On Sales: House (Not) and Books

So I didn’t sell my house on Friday the 13th.  Between the burned cookies, the unfortuitous date, and the fact that the people who came for the first showing of the day tracked dog poo all over the house (thankfully hubs came home to shower before the Open House and had time to REDO the floors), it just wasn’t a great day.  We had one person show up, who liked the house, but they are about to have their second child and there’s just not enough room.  I confess my belief waivered halfway through the day and I probably killed some fairies or something with my morose attitude. But thank y’all for all the good vibes.  At least it didn’t rain.
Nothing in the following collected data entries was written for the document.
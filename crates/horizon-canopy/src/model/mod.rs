//! The tree model and its internals.
//!
//! [`StoreTreeModel`] is the public facade. The remaining types are exposed
//! for custom [`TreeShape`]s and for inspection in tests.

mod children;
mod events;
mod root;
mod router;
mod shape;
mod snapshot;
mod tree_model;

pub use children::{ChildrenCache, Lookup, LookupState, SharedFetch};
pub use events::{ChildrenChange, ItemChange, ModelEvent, ModelSignals, RootAction, RootChange};
pub use root::{RootPhase, RootResolver};
pub use router::{Bridge, Notification};
pub use shape::{Forest, RootPolicy, SingleRoot, TreeShape};
pub use snapshot::ObjectCache;
pub use tree_model::{ModelBuilder, StoreTreeModel};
So we’re halfway through May and I’m checking my sales and they are…low.  Which is not surprising.  There is always a bit of a slump in April and May before the summer rush, and I chose that, perhaps, inopportune time to try out my $2.99 experiment.   I haven’t talked about it much because I haven’t had a full month of data.  It took about 2-3 weeks for the price change to populate to all the expanded distribution channels, which meant that Amazon had it discounted all that time and I only got 70% of the actual price, not the list price (one of the caveats of that 70% bracket I was not aware of having not sold at that level before).

I can’t say I quiet know what to think about $2.99 as a price point.  My sales on Amazon have slowed…but they slowed for Devil’s Eye too, which is just 99 cents, still.  My sales on Barnes and Noble were just as good at $2.99 as they were at $1.99 and I have maintained the same rankings there as I have…pretty much for months.  I have never been as visible as I would like at Barnes and Noble, but what sales I have are very steady.  My sales on Smashwords…well on Smashwords proper they’ve always been slow, regardless of pricepoint.  Mostly Smashwords is useful to me only in their expanded distribution and in the ability to discount or give away copies for assorted purposes.
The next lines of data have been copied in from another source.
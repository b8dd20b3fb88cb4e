//! Error types for store-backed tree models.

use crate::item::ItemId;
use crate::store::Capability;

/// Result alias for backing store operations.
pub type StoreResult<T> = std::result::Result<T, StoreError>;

/// Result alias for model operations.
pub type ModelResult<T> = std::result::Result<T, ModelError>;

/// Errors reported by a backing store.
///
/// `Clone` so a single failed fetch can be delivered to every caller that
/// awaited it.
#[derive(Debug, Clone, PartialEq, thiserror::Error)]
pub enum StoreError {
    /// The store was asked for a capability it does not declare.
    #[error("store does not support {0}")]
    Unsupported(Capability),

    /// The requested item does not exist.
    #[error("item not found: {0}")]
    NotFound(ItemId),

    /// An item without an identity reached an operation that needs one.
    #[error("store item has no identity")]
    MissingIdentity,

    /// Backend-specific failure.
    #[error("store operation failed: {0}")]
    Backend(String),
}

impl StoreError {
    /// Create a backend error.
    pub fn backend(message: impl Into<String>) -> Self {
        Self::Backend(message.into())
    }
}

/// Why a model could not be constructed.
#[derive(Debug, Clone, PartialEq, Eq, thiserror::Error)]
pub enum ConstructionError {
    /// No store was supplied.
    #[error("store parameter is required")]
    MissingStore,

    /// A mandatory capability (`get` or `put`) is absent.
    #[error("store MUST support {0}")]
    MissingCapability(Capability),
}

/// Errors that can occur in the tree model.
#[derive(Debug, Clone, PartialEq, thiserror::Error)]
pub enum ModelError {
    /// The model could not be constructed; it is unusable.
    #[error("cannot construct model: {0}")]
    Construction(#[from] ConstructionError),

    /// The root query did not yield exactly one item.
    #[error("root query returned {count} items, but must return exactly one item")]
    Cardinality { count: usize },

    /// A store operation failed.
    #[error(transparent)]
    Store(#[from] StoreError),

    /// A tree shape did not supply a required operation.
    #[error("{0} requires an implementation")]
    AbstractMethod(&'static str),

    /// An item without an identity was passed where one is required.
    #[error("item has no identity")]
    MissingIdentity,

    /// The model has been destroyed.
    #[error("model has been destroyed")]
    Destroyed,

    /// The configuration could not be parsed.
    #[error("invalid model configuration: {0}")]
    Config(String),
}

impl ModelError {
    /// Returns `true` for errors that make the model unusable.
    pub fn is_fatal(&self) -> bool {
        matches!(
            self,
            Self::Construction(_) | Self::AbstractMethod(_) | Self::Destroyed
        )
    }
}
I can see the appeal of the price point from a profit standpoint.  1 copy sold makes as much as 5-6 copies at the 35% royalty rate, so even though fewer copies are sold, profits were up.  For Forsaken By Shadow total copies sold was down a whopping 62% last month.  But profits were up 45%.  With no price change Devil’s Eye was down about 36% across both, and everyone I know had a slower month in April (my theory being that everyone was too busy remembering to do their taxes to read for fun).  Overall profits were up by 3% and copies sold down by 47%.

So where does that leave me?

Heck if I know.  I had planned on releasing a new title by now, but I’m 2 months behind schedule on Red and it will probably be August before Riven is ready to be released, thus placing me missing the boon of new release during the start of the summer reading season.  Whatever, life happens, as I am always fond of saying.  It does mean I need to give some thought to what kind of summer promo I want to do for my existing titles and how I want to play with price (as I’ve been focused ENTIRELY on writing new stuff and have done ZERO promo for the last two months).
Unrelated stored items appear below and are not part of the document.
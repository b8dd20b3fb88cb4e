//! Change propagation across the three notification modes.

mod common;

use std::time::Duration;

use common::{Recorder, family, ids, init_tracing, item, single_root};
use horizon_canopy::{ChildrenChange, ItemChange, ItemId, RootAction, RootChange};
use serde_json::json;

#[tokio::test]
async fn test_event_pump_routes_in_background() {
    init_tracing();
    let store = family().evented();
    let model = single_root(&store);
    let root = model.get_root().await.unwrap();
    model.get_children(&root).await.unwrap();

    let changes = Recorder::<ChildrenChange>::new();
    model.on_children_change(changes.sink());
    let pump = model.spawn_event_pump();

    store.insert(item(json!({"id": 5, "name": "Lisa", "parent": 1}))).unwrap();

    tokio::time::timeout(Duration::from_secs(5), async {
        while changes.len() == 0 {
            tokio::time::sleep(Duration::from_millis(5)).await;
        }
    })
    .await
    .expect("children change was never routed");

    let announced = changes.take();
    assert_eq!(ids(&announced[0].children), vec![ItemId::Num(2), ItemId::Num(3), ItemId::Num(5)]);

    model.destroy();
    tokio::time::timeout(Duration::from_secs(5), pump)
        .await
        .expect("pump did not stop")
        .unwrap();
}

#[tokio::test]
async fn test_observable_insert_reports_new_root_child() {
    init_tracing();
    let store = family().observable();
    let model = single_root(&store);
    let root = model.get_root().await.unwrap();
    model.get_children(&root).await.unwrap();

    let changes = Recorder::<ChildrenChange>::new();
    let roots = Recorder::<RootChange>::new();
    model.on_children_change(changes.sink());
    model.on_root_change(roots.sink());

    let lisa = item(json!({"id": 5, "name": "Lisa", "parent": 1}));
    store.insert(lisa.clone()).unwrap();
    assert_eq!(model.process_events().await, 1);

    assert_eq!(
        roots.take(),
        vec![RootChange {
            item: lisa,
            action: RootAction::New,
        }]
    );
    let announced = changes.take();
    assert_eq!(announced.len(), 1);
    assert_eq!(announced[0].parent, root);
    assert_eq!(announced[0].children.len(), 3);
}

#[tokio::test]
async fn test_observable_update_in_place() {
    init_tracing();
    let store = family().observable();
    let model = single_root(&store);
    let root = model.get_root().await.unwrap();
    model.get_children(&root).await.unwrap();

    let changes = Recorder::<ItemChange>::new();
    model.on_change(changes.sink());

    store.insert(item(json!({"id": 3, "name": "Marjorie", "parent": 1}))).unwrap();
    assert_eq!(model.process_events().await, 1);

    let seen = changes.take();
    assert_eq!(seen.len(), 1);
    assert_eq!(seen[0].property, "name");
    assert_eq!(seen[0].new_value, Some(json!("Marjorie")));
}

#[tokio::test]
async fn test_observable_root_update() {
    let store = family().observable();
    let model = single_root(&store);
    let root = model.get_root().await.unwrap();
    model.get_children(&root).await.unwrap();

    let changes = Recorder::<ItemChange>::new();
    model.on_change(changes.sink());

    store.insert(item(json!({"id": 1, "name": "The Simpsons", "parent": null}))).unwrap();
    assert_eq!(model.process_events().await, 1);

    let seen = changes.take();
    assert_eq!(seen.len(), 1);
    assert_eq!(seen[0].old_value, Some(json!("Simpsons")));
}

#[tokio::test]
async fn test_observable_move_announces_old_parent() {
    init_tracing();
    let store = family().observable();
    let model = single_root(&store);
    model.get_root().await.unwrap();
    let homer = store.snapshot(&ItemId::Num(2)).unwrap();
    let marge = store.snapshot(&ItemId::Num(3)).unwrap();
    assert_eq!(ids(&model.get_children(&homer).await.unwrap()), vec![ItemId::Num(4)]);
    assert!(model.get_children(&marge).await.unwrap().is_empty());
    let before = model.children_generation(&ItemId::Num(2));

    let changes = Recorder::<ChildrenChange>::new();
    model.on_children_change(changes.sink());

    store.insert(item(json!({"id": 4, "name": "Bart", "parent": 3}))).unwrap();
    assert_eq!(model.process_events().await, 2);

    let announced = changes.take();
    let from_homer = announced.iter().find(|c| c.parent == homer).map(|c| ids(&c.children));
    let from_marge = announced.iter().find(|c| c.parent == marge).map(|c| ids(&c.children));
    assert_eq!(from_homer, Some(vec![]));
    assert_eq!(from_marge, Some(vec![ItemId::Num(4)]));

    assert_ne!(model.children_generation(&ItemId::Num(2)), before);
    assert!(model.get_children(&homer).await.unwrap().is_empty());
    assert!(model.snapshot(&ItemId::Num(4)).is_some());
}

#[tokio::test]
async fn test_unmonitored_set_value_emits_locally() {
    let store = family();
    let model = single_root(&store);
    let marge = store.snapshot(&ItemId::Num(3)).unwrap();

    let changes = Recorder::<ItemChange>::new();
    model.on_change(changes.sink());

    model.set_value(&marge, "hair", "blue").await.unwrap();

    let seen = changes.take();
    assert_eq!(seen.len(), 1);
    assert_eq!(seen[0].property, "hair");
    assert_eq!(seen[0].old_value, None);
    assert_eq!(store.snapshot(&ItemId::Num(3)).unwrap().get("hair"), Some(&json!("blue")));
}

#[tokio::test]
async fn test_evented_set_value_waits_for_echo() {
    let store = family().evented();
    let model = single_root(&store);
    let root = model.get_root().await.unwrap();
    model.get_children(&root).await.unwrap();
    let marge = store.snapshot(&ItemId::Num(3)).unwrap();

    let changes = Recorder::<ItemChange>::new();
    model.on_change(changes.sink());

    model.set_value(&marge, "hair", "blue").await.unwrap();
    assert_eq!(changes.len(), 0);

    model.process_events().await;
    assert_eq!(changes.len(), 1);
}

#[tokio::test]
async fn test_new_item_is_placed_before_sibling() {
    init_tracing();
    let store = family();
    let model = single_root(&store);
    let root = model.get_root().await.unwrap();
    let marge = store.snapshot(&ItemId::Num(3)).unwrap();

    let changes = Recorder::<ChildrenChange>::new();
    let roots = Recorder::<RootChange>::new();
    model.on_children_change(changes.sink());
    model.on_root_change(roots.sink());

    let created = model
        .new_item(item(json!({"name": "Lisa"})), &root, Some(&marge))
        .await
        .unwrap()
        .unwrap();

    let id = model.get_identity(&created).unwrap();
    assert!(matches!(&id, ItemId::Str(hex) if hex.len() == 16));
    assert_eq!(created.get("parent"), Some(&json!(1)));

    let announced = changes.take();
    assert_eq!(announced.len(), 1);
    assert_eq!(ids(&announced[0].children), vec![ItemId::Num(2), id, ItemId::Num(3)]);
    assert_eq!(roots.take()[0].action, RootAction::New);
}

#[tokio::test]
async fn test_new_item_moves_existing_item() {
    let store = family();
    let model = single_root(&store);
    let marge = store.snapshot(&ItemId::Num(3)).unwrap();
    let bart = store.snapshot(&ItemId::Num(4)).unwrap();

    let moved = model.new_item(bart, &marge, None).await.unwrap().unwrap();
    assert_eq!(moved.get("parent"), Some(&json!(3)));
    assert_eq!(ids(&model.get_children(&marge).await.unwrap()), vec![ItemId::Num(4)]);
}

#[tokio::test]
async fn test_new_item_adds_parent_in_multi_parent_store() {
    let store = common::family();
    store.insert(item(json!({"id": 10, "name": "Springfield", "parent": []}))).unwrap();
    store.insert(item(json!({"id": 11, "name": "Shelbyville", "parent": []}))).unwrap();
    store.insert(item(json!({"id": 12, "name": "Lake", "parent": [10]}))).unwrap();
    let model = single_root(&store);
    let shelbyville = store.snapshot(&ItemId::Num(11)).unwrap();
    let lake = store.snapshot(&ItemId::Num(12)).unwrap();

    let shared = model.new_item(lake, &shelbyville, None).await.unwrap().unwrap();
    assert_eq!(shared.get("parent"), Some(&json!([10, 11])));
}

#[tokio::test]
async fn test_paste_into_root_reports_attach() {
    let store = family();
    let model = single_root(&store);
    let root = model.get_root().await.unwrap();
    let homer = store.snapshot(&ItemId::Num(2)).unwrap();
    let bart = store.snapshot(&ItemId::Num(4)).unwrap();

    let roots = Recorder::<RootChange>::new();
    model.on_root_change(roots.sink());

    model.paste_item(&bart, Some(&homer), &root, false, None).await.unwrap();
    assert_eq!(store.snapshot(&ItemId::Num(4)).unwrap().get("parent"), Some(&json!(1)));
    assert_eq!(roots.take()[0].action, RootAction::Attach);

    let bart = store.snapshot(&ItemId::Num(4)).unwrap();
    model.paste_item(&bart, Some(&root), &homer, false, None).await.unwrap();
    assert_eq!(roots.take()[0].action, RootAction::Detach);
}

#[tokio::test]
async fn test_evented_new_item_evicts_before_echo() {
    let store = family().evented();
    let model = single_root(&store);
    let root = model.get_root().await.unwrap();
    model.get_children(&root).await.unwrap();
    assert!(model.children_generation(&ItemId::Num(1)).is_some());

    let changes = Recorder::<ChildrenChange>::new();
    model.on_children_change(changes.sink());

    model
        .new_item(item(json!({"id": 9, "name": "Lisa"})), &root, None)
        .await
        .unwrap()
        .unwrap();
    assert_eq!(model.children_generation(&ItemId::Num(1)), None);
    assert_eq!(changes.len(), 0);

    model.process_events().await;
    let announced = changes.take();
    assert!(
        announced
            .iter()
            .any(|c| c.parent == root && ids(&c.children).contains(&ItemId::Num(9)))
    );
}

#[tokio::test]
async fn test_set_value_with_same_value_is_silent() {
    let store = family().evented();
    let model = single_root(&store);
    let marge = store.snapshot(&ItemId::Num(3)).unwrap();

    let changes = Recorder::<ItemChange>::new();
    model.on_change(changes.sink());

    model.set_value(&marge, "name", "Marge").await.unwrap();
    assert_eq!(model.pending_events(), 0);
    model.process_events().await;
    assert_eq!(changes.len(), 0);

    let unmonitored = family();
    let model = single_root(&unmonitored);
    let marge = unmonitored.snapshot(&ItemId::Num(3)).unwrap();
    let changes = Recorder::<ItemChange>::new();
    model.on_change(changes.sink());

    model.set_value(&marge, "name", "Marge").await.unwrap();
    assert_eq!(changes.len(), 0);
}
What are my conclusions on the $2.99 price point?  Well, I’m not going to make any sweeping generalizations to say that everyone should do this, that, or the other thing.  I think pricing decisions are an author’s individual purview and what works for one will not necessarily work for another.  I still feel strongly that cheap is better in the beginning.  I don’t think I would have build the platform I have without starting out at 99 cents.  For me, in the beginning it is ENTIRELY about building an audience and getting my name out to as many people as possible and putting myself into that impulse buy price point of 99 cents was a very good way for me to do that.  I have novellas not full novels out, so that’s, perhaps, a little easier for me to stomach.

But I do think that I have built enough of a following that I will be able to release the third novella in the series, Riven at $2.99.  I believe that it will do better at that price point as a new release than FBS has done as the initial book in the series.  What I really would like to do, at this point, is to set up a pricing structure that decreases with the age of the release, much like traditional does from Hardback to trade to mass market.  So I will release Riven at $2.99, raise Devil’s Eye to $1.99, and drop Forsaken By Shadow back to 99 cents as the gateway book to the series for new readers as they find me.  That just makes more sense to me.  And then I’ll have the omnibus of all three, Genesis, offered for like $3.99 or something as the deal for anybody who’s totally new to the series.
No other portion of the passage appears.